The time is now to prevent and report child abuse, said Deb Bree of the Kane County Child Advocacy Center, which steps in to help with all countywide cases of reported child sex abuse - 295 of them in 2014 and 308 in 2015.
"If you can step in early," said Bree, the center's director, "you can help these children by preventing either further abuse or any abuse from starting."
Noticing abuse
National statistics cited by Aurora police show one in 10 children will be sexually abused before age 18, and five children nationwide die each day from abuse and neglect.
Hillgoth said the littlest children are most likely to be abused because they're the most vulnerable.
But among school-aged kids, the risk remains high - especially if their parents or guardians use harsh physical discipline, abuse alcohol or drugs, belittle or insult their children, see children as a burden or seem unconcerned about their welfare.
Possible signs of child abuse are plentiful, though some are subtle: Nervousness around adults or fear of certain adults. Reluctance to go home. Anxiety. Sudden changes in performance at school. Unexplained burns or bruises, or any injury that doesn't match the explanation given. Some abused kids may show withdrawal and passive behavior, while others could exhibit aggression and disruptive behavior.
The key is to "trust your instincts" and report any child treatment that just doesn't seem right, Bree said.
Teachers and school social workers are among mandated reporters, required by law to contact the state Department of Child and Family Services if they observe or suspect abuse or neglect.

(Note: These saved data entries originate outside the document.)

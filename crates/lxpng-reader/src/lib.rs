/*
 * Copyright (c) 2023.
 *
 * This software is free software;
 *
 * You can redistribute it or modify it under terms of the MIT, Apache License or Zlib license
 */

//! A png reader for image pipelines
//!
//! This crate reads png files into [`ImageData`], a buffer laid out the
//! way structured image pipelines expect it, and exposes the `tEXt`
//! chunks of the file as a sorted key/value index.
//!
//! Decoding itself is handed to the [`png`] crate, with palette,
//! low bit depth and transparency expansion turned on. The reader takes
//! care of
//! - telling png files apart from other files ([`sniff`])
//! - describing the output before decoding ([`ImageInformation`])
//! - stacking several files into one volume ([`source`])
//! - placing rows bottom to top and cutting out requested extents
//!
//! # Example
//!
//! ```no_run
//! use lxpng_reader::{PngReader, ReadConfidence};
//!
//! let mut reader = PngReader::new();
//!
//! if reader.can_read_file("image.png") == ReadConfidence::Definitely {
//!     reader.set_file_name("image.png");
//!     let image = reader.execute_data().unwrap();
//!     let (width, height, _) = image.dimensions();
//!     println!("{width}x{height}, {} text chunks", reader.number_of_text_chunks());
//! }
//! ```
#![forbid(unsafe_code)]

pub use png;
pub use zune_core;

pub use crate::errors::PngReaderErrors;
pub use crate::image_data::{ImageData, PixelBuffer};
pub use crate::information::{Extent, ImageInformation, ScalarType, SourceColor};
pub use crate::options::ReaderOptions;
pub use crate::reader::PngReader;
pub use crate::sniff::{can_read_bytes, can_read_file, ReadConfidence};
pub use crate::source::{FileSeries, Source};
pub use crate::text::TextChunks;

mod decode;
pub mod errors;
mod image_data;
mod information;
mod options;
mod reader;
mod serde;
pub mod sniff;
pub mod source;
mod text;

Social workers in Indian Prairie Unit District 204, which includes portions of Aurora and Naperville, stay on the lookout by developing a rapport with any student who is struggling at school. These professionals open up lines of conversation so the child can feel comfortable sharing problems at home, said Mike Treptow, social work coordinator.
In one case Hillgoth and Jenkins handled, police discovered ongoing sexual abuse against a teenage girl because adults at her school noticed she had begun self-mutilating. The girl told school officials and investigators about sexual abuse at the hands of her mother's boyfriend, and police found "old, healing injuries."
Victims of child sex abuse are all referred to counseling when their cases come to the Kane County Child Advocacy Center.
"Anything we can do to make sure victims are getting appropriate counseling and therapy goes a long way," Bree said.
A critical call
Adults who suspect abuse shouldn't hesitate to call the DCFS hotline at (800) 252-2873, or their local police department.
DCFS omits the name of the reporter in most circumstances - even to police - so there's no risk of being outed as the informant, Hillgoth said. And when calling police, tipsters always can remain anonymous.
Plus, Bree says the public can take comfort in the professionalism of everyone involved in investigating child abuse - DCFS case workers, detectives, state's attorney's investigators, attorneys, counselors and child advocates, especially.
"The people who work in child protection are the most dedicated individuals I've ever met," Bree said. "They are clearly here to protect the child and do what's best."
Hillgoth and Jenkins say love for their own children - Hillgoth's are 2 and 3, while Jenkins' are 31 and 33 - motivates them to protect other kids from harm.
"The other day I was here for 22 hours on just one case," Hillgoth said. She's got files for 30 of them on her desk now. But "we are never, ever too busy to take on another child abuse case and look into it."